[ELF] Add CPU name detection for CUDA architectures (#75964)

Summary: Recently we added support for detecting the CUDA processor with the ELF flags. This allows us to get a string representation of it in other code.
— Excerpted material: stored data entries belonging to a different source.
//! Delivery adapters for handing a batch of events to a consumer.
//!
//! `HttpDeliveryAdapter` is the production transport: one POST per batch,
//! JSON body, 30s timeout, `X-Correlation-ID` header. `InMemoryDeliveryAdapter`
//! exists so dispatcher tests can assert on delivered batches without a
//! listening socket.

use std::collections::HashMap;
use std::sync::Mutex;
use std::time::Duration;

use async_trait::async_trait;
use broker_types::Event;
use serde::Serialize;
use uuid::Uuid;

const DELIVERY_TIMEOUT: Duration = Duration::from_secs(30);

#[derive(Debug, Serialize)]
struct DeliveryBody<'a> {
    #[serde(rename = "consumerId")]
    consumer_id: Uuid,
    events: &'a [Event],
}

/// Raised when a batch could not be delivered. Carries enough context for
/// the dispatcher's retry policy to log a useful message; it does not
/// itself decide whether the failure is retryable.
#[derive(Debug, thiserror::Error)]
pub enum DeliveryError {
    #[error("delivery to {consumer_id} failed with status {status}")]
    NonSuccessStatus { consumer_id: Uuid, status: u16 },
    #[error("delivery to {consumer_id} timed out or failed to connect: {source}")]
    Transport { consumer_id: Uuid, #[source] source: reqwest::Error },
}

#[async_trait]
pub trait DeliveryAdapter: Send + Sync {
    async fn deliver(&self, consumer_id: Uuid, callback: &str, correlation_id: Uuid, events: &[Event]) -> Result<(), DeliveryError>;
}

pub struct HttpDeliveryAdapter {
    client: reqwest::Client,
}

impl HttpDeliveryAdapter {
    pub fn new() -> Self {
        let client = reqwest::Client::builder()
            .timeout(DELIVERY_TIMEOUT)
            .redirect(reqwest::redirect::Policy::none())
            .build()
            .expect("reqwest client with static config always builds");
        Self { client }
    }
}

impl Default for HttpDeliveryAdapter {
    fn default() -> Self {
        Self::new()
    }
}

#[async_trait]
impl DeliveryAdapter for HttpDeliveryAdapter {
    async fn deliver(&self, consumer_id: Uuid, callback: &str, correlation_id: Uuid, events: &[Event]) -> Result<(), DeliveryError> {
        let body = DeliveryBody { consumer_id, events };

        let response = self
            .client
            .post(callback)
            .header("Content-Type", "application/json")
            .header("X-Correlation-ID", correlation_id.to_string())
            .json(&body)
            .send()
            .await
            .map_err(|source| DeliveryError::Transport { consumer_id, source })?;

        if !response.status().is_success() {
            return Err(DeliveryError::NonSuccessStatus { consumer_id, status: response.status().as_u16() });
        }

        tracing::debug!(%consumer_id, event_count = events.len(), "delivered batch");
        Ok(())
    }
}

/// Records delivered batches per handler id instead of making a real HTTP
/// call. Used by consumers registered with `ConsumerTransport::InMemory`.
#[derive(Default)]
pub struct InMemoryDeliveryAdapter {
    delivered: Mutex<HashMap<String, Vec<Vec<Event>>>>,
}

impl InMemoryDeliveryAdapter {
    pub fn new() -> Self {
        Self::default()
    }

    pub fn deliveries_for(&self, handler_id: &str) -> Vec<Vec<Event>> {
        self.delivered.lock().expect("mutex poisoned").get(handler_id).cloned().unwrap_or_default()
    }

    pub fn record(&self, handler_id: &str, batch: Vec<Event>) {
        self.delivered.lock().expect("mutex poisoned").entry(handler_id.to_string()).or_default().push(batch);
    }
}

#[async_trait]
impl DeliveryAdapter for InMemoryDeliveryAdapter {
    /// `callback` is the consumer's `handler_id` for this transport, not a URL.
    async fn deliver(&self, _consumer_id: Uuid, callback: &str, _correlation_id: Uuid, events: &[Event]) -> Result<(), DeliveryError> {
        self.record(callback, events.to_vec());
        Ok(())
    }
}

#[cfg(test)]
mod tests {
    use super::*;
    use serde_json::json;
    use std::io::Read;

    fn sample_event(id: &str) -> Event {
        Event { id: id.to_string(), timestamp: chrono::Utc::now(), event_type: "invoice.created".into(), payload: json!({"amount": 1}) }
    }

    #[tokio::test]
    async fn posts_json_body_with_correlation_header() {
        let server = tiny_http::Server::http("127.0.0.1:0").expect("server");
        let addr = server.server_addr();
        let url = format!("http://{addr}/webhook");

        let handle = std::thread::spawn(move || {
            let mut request = server.recv().expect("recv");
            let mut body = String::new();
            request.as_reader().read_to_string(&mut body).expect("read body");
            let correlation = request
                .headers()
                .iter()
                .find(|h| h.field.as_str().as_str().eq_ignore_ascii_case("X-Correlation-ID"))
                .map(|h| h.value.as_str().to_string());
            request.respond(tiny_http::Response::from_string("ok")).expect("respond");
            (body, correlation)
        });

        let adapter = HttpDeliveryAdapter::new();
        let consumer_id = Uuid::new_v4();
        let correlation_id = Uuid::new_v4();
        let events = vec![sample_event("acme/billing/invoices-1")];
        adapter.deliver(consumer_id, &url, correlation_id, &events).await.expect("deliver");

        let (body, correlation) = handle.join().expect("server thread");
        assert!(body.contains("invoices-1"));
        assert_eq!(correlation, Some(correlation_id.to_string()));
    }

    #[tokio::test]
    async fn non_2xx_status_is_a_delivery_error() {
        let server = tiny_http::Server::http("127.0.0.1:0").expect("server");
        let addr = server.server_addr();
        let url = format!("http://{addr}/webhook");

        let handle = std::thread::spawn(move || {
            let request = server.recv().expect("recv");
            request
                .respond(tiny_http::Response::from_string("nope").with_status_code(500))
                .expect("respond");
        });

        let adapter = HttpDeliveryAdapter::new();
        let err = adapter
            .deliver(Uuid::new_v4(), &url, Uuid::new_v4(), &[sample_event("acme/billing/invoices-1")])
            .await
            .expect_err("should fail");
        assert!(matches!(err, DeliveryError::NonSuccessStatus { status: 500, .. }));
        handle.join().expect("server thread");
    }

    #[test]
    fn in_memory_adapter_records_batches() {
        let adapter = InMemoryDeliveryAdapter::new();
        adapter.record("h1", vec![sample_event("acme/billing/invoices-1")]);
        assert_eq!(adapter.deliveries_for("h1").len(), 1);
        assert!(adapter.deliveries_for("h2").is_empty());
    }
}
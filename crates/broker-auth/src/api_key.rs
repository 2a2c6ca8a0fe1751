//! API key plaintext generation and hashing. The plaintext is `es_` followed
//! by 32 bytes of randomness, URL-base64 encoded without padding; only the
//! SHA-256 hash of it is ever persisted.

use base64::Engine;
use base64::engine::general_purpose::URL_SAFE_NO_PAD;
use rand::RngCore;
use sha2::{Digest, Sha256};

pub const API_KEY_PREFIX: &str = "es_";

/// Generates a new plaintext API key. Returned once; callers must hash it
/// with [`hash_api_key`] before persisting anything.
pub fn generate_plaintext() -> String {
    let mut bytes = [0u8; 32];
    rand::thread_rng().fill_bytes(&mut bytes);
    format!("{API_KEY_PREFIX}{}", URL_SAFE_NO_PAD.encode(bytes))
}

pub fn hash_api_key(plaintext: &str) -> String {
    let mut hasher = Sha256::new();
    hasher.update(plaintext.as_bytes());
    format!("{:x}", hasher.finalize())
}

#[cfg(test)]
mod tests {
    use super::*;

    #[test]
    fn generated_key_has_expected_prefix() {
        let key = generate_plaintext();
        assert!(key.starts_with(API_KEY_PREFIX));
        assert!(key.len() > API_KEY_PREFIX.len() + 32);
    }

    #[test]
    fn hash_is_deterministic() {
        let key = generate_plaintext();
        assert_eq!(hash_api_key(&key), hash_api_key(&key));
    }

    #[test]
    fn distinct_keys_hash_differently() {
        assert_ne!(hash_api_key(&generate_plaintext()), hash_api_key(&generate_plaintext()));
    }
}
This will be used by the offloading runtime.
2026-01-31 07:27:33 +08:00 · 2023-12-19 20:01:15 -06:00
parent 56414220df
commit deab58d127
2 changed files with 70 additions and 0 deletions
--- a/llvm/include/llvm/Object/ELFObjectFile.h
+++ b/llvm/include/llvm/Object/ELFObjectFile.h
@@ -64,6 +64,7 @@ class ELFObjectFileBase : public ObjectFile {
  SubtargetFeatures getLoongArchFeatures() const;

  StringRef getAMDGPUCPUName() const;
+  StringRef getNVPTXCPUName() const;

 protected:
  ELFObjectFileBase(unsigned int Type, MemoryBufferRef Source);
--- a/llvm/lib/Object/ELFObjectFile.cpp
+++ b/llvm/lib/Object/ELFObjectFile.cpp
@@ -358,6 +358,8 @@ std::optional<StringRef> ELFObjectFileBase::tryGetCPUName() const {
  switch (getEMachine()) {
  case ELF::EM_AMDGPU:
    return getAMDGPUCPUName();
+  case ELF::EM_CUDA:
+    return getNVPTXCPUName();
  case ELF::EM_PPC:
  case ELF::EM_PPC64:
    return StringRef("future");
@@ -517,6 +519,73 @@ StringRef ELFObjectFileBase::getAMDGPUCPUName() const {
  }
 }

+StringRef ELFObjectFileBase::getNVPTXCPUName() const {
+  assert(getEMachine() == ELF::EM_CUDA);
+  unsigned SM = getPlatformFlags() & ELF::EF_CUDA_SM;
+
+  switch (SM) {
+  // Fermi architecture.
+  case ELF::EF_CUDA_SM20:
+    return "sm_20";
+  case ELF::EF_CUDA_SM21:
+    return "sm_21";
+
+  // Kepler architecture.
+  case ELF::EF_CUDA_SM30:
+    return "sm_30";
+  case ELF::EF_CUDA_SM32:
+    return "sm_32";
+  case ELF::EF_CUDA_SM35:
+    return "sm_35";
+  case ELF::EF_CUDA_SM37:
+    return "sm_37";
+
+  // Maxwell architecture.
+  case ELF::EF_CUDA_SM50:
+    return "sm_50";
+  case ELF::EF_CUDA_SM52:
+    return "sm_52";
+  case ELF::EF_CUDA_SM53:
+    return "sm_53";
+
+  // Pascal architecture.
+  case ELF::EF_CUDA_SM60:
+    return "sm_60";
+  case ELF::EF_CUDA_SM61:
+    return "sm_61";
+  case ELF::EF_CUDA_SM62:
+    return "sm_62";
+
+  // Volta architecture.
+  case ELF::EF_CUDA_SM70:
+    return "sm_70";
+  case ELF::EF_CUDA_SM72:
+    return "sm_72";
+
+  // Turing architecture.
+  case ELF::EF_CUDA_SM75:
+    return "sm_75";
+
+  // Ampere architecture.
+  case ELF::EF_CUDA_SM80:
+    return "sm_80";
+  case ELF::EF_CUDA_SM86:
+    return "sm_86";
+  case ELF::EF_CUDA_SM87:
+    return "sm_87";
+
+  // Ada architecture.
+  case ELF::EF_CUDA_SM89:
+    return "sm_89";
+
+  // Hopper architecture.
+  case ELF::EF_CUDA_SM90:
+    return getPlatformFlags() & ELF::EF_CUDA_ACCELERATORS ? "sm_90a" : "sm_90";
+  default:
+    llvm_unreachable("Unknown EF_CUDA_SM value");
+  }
+}
+
 // FIXME Encode from a tablegen description or target parser.
 void ELFObjectFileBase::setARMSubArch(Triple &TheTriple) const {
  if (TheTriple.getSubArch() != Triple::NoSubArch)